I find so little FeS2 that I am concerned the system is an Iron Oxide Gold Copper system. It emanates from a mafic intrusion adjacent to a big fault zone. IOGC systems seem characterized by multiple fluid steps but the magmatic stories seem consistent. How good is anhydrite for an IOGC?
Here is an interesting study....for sulfide depleted/oxide rich systems. It appears magnetite precipitates sulfur saturation. The anhydrite is a consequence of the magnetite...which further oxidizes to hematite. So...the anhydrite indicates the system probably went through the "magnetite crisis"....described below. The lack of pyrite in our particular system is because it is Iron Oxide dominated. If it were less oxidized the whole area would be distinctly pyritic. The chalcopyrite we see in core samples actually exsolves from magnetite. It isn't exactly an IOGC but it is a strange thing, emanating from mafic material. Likely it is just part of an Iron Oxide porphyry system. When it has gold and Copper it's hard to not call it an IOGC. According to the work below, Mafic rock less than 60% SiO2 can host copper but it will be dispersed. If phases are found in the field that exceed 60% SiO2 with an abundance of Cu IN Magnetite with other sulfosalts, they are the metal rich fractionate. That fractionate is where the economic concentrations will be, as dikes and fingers, some of which may be "pegmatitic" and show up geophysically. There will be barren source rock to be found but it will have been depleted as part of an iron disproportion event. Mostly the whole process seems to be pressure related. I would imagine the oxygen comes from increasing the Si-O coordination from olivine to pyroxene to hornblende to biotite etc. Oxygen will be evolved off in a stepwise fashion. A deep mafic pool that breaks out of say a "flat slab" area as a result of a tectonic shift...say in the Andes High Cordillera about 16-18 my bp about the time of the Miocene shift should undergo this kind of process.
I went through all the core at the latest SEG meeting in Santiago 2019 looking for anhydrite or other unidentified fluorescent minerals that might help navigate a porphyry lithocap...like “hard” Red fluoresing Zunyite. There was one good hit, soft red material...anhydrite...in ATEX’s core “ore grade” intercept at 1500 meters!
Anhydrite seems essential.
At Qulong, Tibet, a new large post collision porphyry, the anhydrite is early and hot...associated with quartz-k-feldspar+- anhydrite and the next alteration step down.
Abs: "...Early potassic alteration, characterized by quartz–K feldspar (± anhydrite), pervades the P porphyry and Rongmucuola pluton.

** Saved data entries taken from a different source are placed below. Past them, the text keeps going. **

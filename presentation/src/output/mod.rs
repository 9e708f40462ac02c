//! Output formatting for case reports

pub mod console;
pub mod formatter;
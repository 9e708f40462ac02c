//! Domain error types

use thiserror::Error;

/// Domain-level errors
#[derive(Error, Debug)]
pub enum DomainError {
    #[error("Unknown task: {0}")]
    UnknownTask(String),

    #[error("Missing upstream output for task {0}")]
    MissingUpstreamOutput(String),
}

#[cfg(test)]
mod tests {
    use super::*;

    #[test]
    fn test_error_display() {
        let error = DomainError::UnknownTask("surgeon".to_string());
        assert_eq!(error.to_string(), "Unknown task: surgeon");
    }
}
//! Progress reporting implementations

pub mod reporter;
//! Domain layer for consilium
//!
//! This crate contains the core business logic, entities, and value objects.
//! It has no dependencies on infrastructure or presentation concerns.
//!
//! # Core Concepts
//!
//! ## Panel
//!
//! A fixed, ordered set of task specs, each binding a worker identity to a
//! prompt template and an expected-output contract. The `depends_on`
//! declarations form a DAG whose single sink is the decision task.
//!
//! ## Case run
//!
//! One submission instantiates fresh per-run task instances, executes them
//! layer by layer, and produces a [`CaseReport`] whose decision text is
//! the overall result. Specs and workers stay immutable and shared;
//! instances never outlive their run.

pub mod core;
pub mod panel;
pub mod prompt;
pub mod run;

// Re-export commonly used types
pub use crate::core::{case::CaseInput, error::DomainError};
pub use panel::{
    medical_board, ConfigurationError, PanelGraph, TaskId, TaskSpec, Worker,
};
pub use prompt::{identity_preamble, resolve_prompt};
pub use run::{CaseReport, Decision, Opinion, TaskInstance, TaskState};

Laterally, this alteration grades into quartz–biotite–anhydrite (± K feldspar), which affects all Miocene intrusions except the latest dioritic porphyry. Wall rocks of Rongmucuola pluton and Jurassic andesitic–dacitic volcanics within 1–1.5 km of the porphyries are dominated by pervasive potassic alteration."
Article Geology of the Qulong porphyry copper–molybdenum deposit in Tibet
UV illumination of a shallow "high grade" interval from Milena at about 76m showing 0.6% Cu over a few meters shows clear and distinct association between anhydrite and Cu minerals that has not been reported before. UV illuminated images show red fluorescing anhydrite as late fracture fill and as inter grain cementing material. The bright orange yellow specks are chalcopyrite (Chalcopyrite can be confirmed visually in the NON UV image as yellow patches within pyrite and is confirmed because the reflectance of Cpy in long UV is unusually high! See attached paper by Wood and Stren.) (the blue is cutting oil). Black is likely Chalcocite or digenite. The pyrite is brownish.

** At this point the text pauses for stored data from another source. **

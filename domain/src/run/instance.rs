//! Per-run task execution state

use crate::panel::TaskId;
use serde::{Deserialize, Serialize};

/// Lifecycle of a [`TaskInstance`]
///
/// Transitions are strictly Pending → Running → Done | Failed, driven by
/// the scheduler that owns the instance.
#[derive(Debug, Clone, Copy, PartialEq, Eq, Serialize, Deserialize)]
pub enum TaskState {
    Pending,
    Running,
    Done,
    Failed,
}

impl TaskState {
    pub fn is_terminal(&self) -> bool {
        matches!(self, TaskState::Done | TaskState::Failed)
    }
}

/// One concrete execution of a [`TaskSpec`](crate::panel::TaskSpec)
/// against a single case submission.
///
/// Instances are created fresh per case run and owned exclusively by that
/// run; the shared spec is never written. This is what keeps two
/// concurrent submissions from corrupting each other's prompts.
#[derive(Debug, Clone, Serialize, Deserialize)]
pub struct TaskInstance {
    spec_id: TaskId,
    state: TaskState,
    resolved_prompt: Option<String>,
    output: Option<String>,
    error: Option<String>,
}

impl TaskInstance {
    pub fn new(spec_id: TaskId) -> Self {
        Self {
            spec_id,
            state: TaskState::Pending,
            resolved_prompt: None,
            output: None,
            error: None,
        }
    }

    pub fn spec_id(&self) -> &TaskId {
        &self.spec_id
    }

    pub fn state(&self) -> TaskState {
        self.state
    }

    pub fn resolved_prompt(&self) -> Option<&str> {
        self.resolved_prompt.as_deref()
    }

    pub fn output(&self) -> Option<&str> {
        self.output.as_deref()
    }

    pub fn error(&self) -> Option<&str> {
        self.error.as_deref()
    }

    /// Mark dispatched, recording the prompt this instance was sent with
    pub fn start(&mut self, resolved_prompt: String) {
        debug_assert_eq!(self.state, TaskState::Pending);
        self.resolved_prompt = Some(resolved_prompt);
        self.state = TaskState::Running;
    }

    pub fn complete(&mut self, output: String) {
        debug_assert_eq!(self.state, TaskState::Running);
        self.output = Some(output);
        self.state = TaskState::Done;
    }

    pub fn fail(&mut self, error: String) {
        debug_assert_eq!(self.state, TaskState::Running);
        self.error = Some(error);
        self.state = TaskState::Failed;
    }
}
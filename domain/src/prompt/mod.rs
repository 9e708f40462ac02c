//! Prompt domain
//!
//! Deterministic resolution of task templates into the concrete prompts
//! sent to the generation backend.

mod template;

pub use template::{identity_preamble, resolve_prompt};
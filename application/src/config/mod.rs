//! Application configuration
//!
//! Static parameters that control use case execution. These are
//! application-layer concerns, not domain policy.

use serde::{Deserialize, Serialize};
use std::time::Duration;

/// Execution control parameters for a case run.
#[derive(Debug, Clone, Serialize, Deserialize)]
pub struct ExecutionParams {
    /// Deadline for each individual generation call. Exceeding it surfaces
    /// as a timeout failure for that task. `None` disables the deadline.
    pub task_deadline: Option<Duration>,
}

impl Default for ExecutionParams {
    fn default() -> Self {
        Self {
            task_deadline: Some(Duration::from_secs(180)),
        }
    }
}

impl ExecutionParams {
    pub fn with_task_deadline(mut self, deadline: Option<Duration>) -> Self {
        self.task_deadline = deadline;
        self
    }
}

#[cfg(test)]
mod tests {
    use super::*;

    #[test]
    fn test_default() {
        let params = ExecutionParams::default();
        assert_eq!(params.task_deadline, Some(Duration::from_secs(180)));
    }

    #[test]
    fn test_builder() {
        let params = ExecutionParams::default().with_task_deadline(None);
        assert!(params.task_deadline.is_none());
    }
}
//! Port definitions (interfaces for external adapters)
//!
//! Ports define the contracts that infrastructure adapters must implement.

pub mod generator;
pub mod progress;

I have seen anhydrite at many of the PCD I have worked on, but not at Bingham, which I think is recognized as one of the best by any standard.
I said the exact same thing to Ken with that citation but did not know if the observation was was still current. I thought Keith might have some news. People are hunting. Apparently magmatic anhydrite is more rare than I thought. Frikken reported in a CODES Dissertation 2003...
https://eprints.utas.edu.ay/17677/frikken.thesis.pdf
That anhydrite sulfur AND oxygen had positive del values. The only negative values were in sulfides within the ore zones of Rio Blanco/Los Brinces.
Frikken said the anhydrite was likely wall rock sourced. How many other stems show high del values on anhydrite?
I am hunting for indications of relict magmatic cu oxide sulfates? Probably not likely but I have an oxidized system am picking up a mixed bag of cu oxides and fe oxides (intermixed mag-hem) together with bornite/cpy/cov grains and tiny loose pieces chalcanthite blue material in a hbl microcline? Plagioclase porphyry with k-spar CuSO4? replacing pyroxene.proxene
I think my anhydrite is all probably hydrothermal but have never seen isotopic work on metal sulfates or carbonates. There is an interesting cu carbonate bearing granite in Pakistan called “K-2 jasper”. Look it up in mindat. The big blue spheres are probably growing around sulfides. I suspect someone will find primary cu-sulfosalt/carbonate/sulfates one day. I figured an anhydrite ruch system would be a good candidate.
As i indicated earlier when discussing Lihir, It does not really matter if anhydrite is magmatic or hydrothermal. It may well be the karst process that counts! At Lihir it is it’s karst-like anhydrite solubility that matters for gold concentration! Anhydrite is supposedly not soluble in hot water but soluble in cold water. There is a paper by Blount and Dickinson In 1969 IN Rabbia et al Mineral Deposita Jan 2009 pointing out that anhydrite is relatively soluble in saline hot water.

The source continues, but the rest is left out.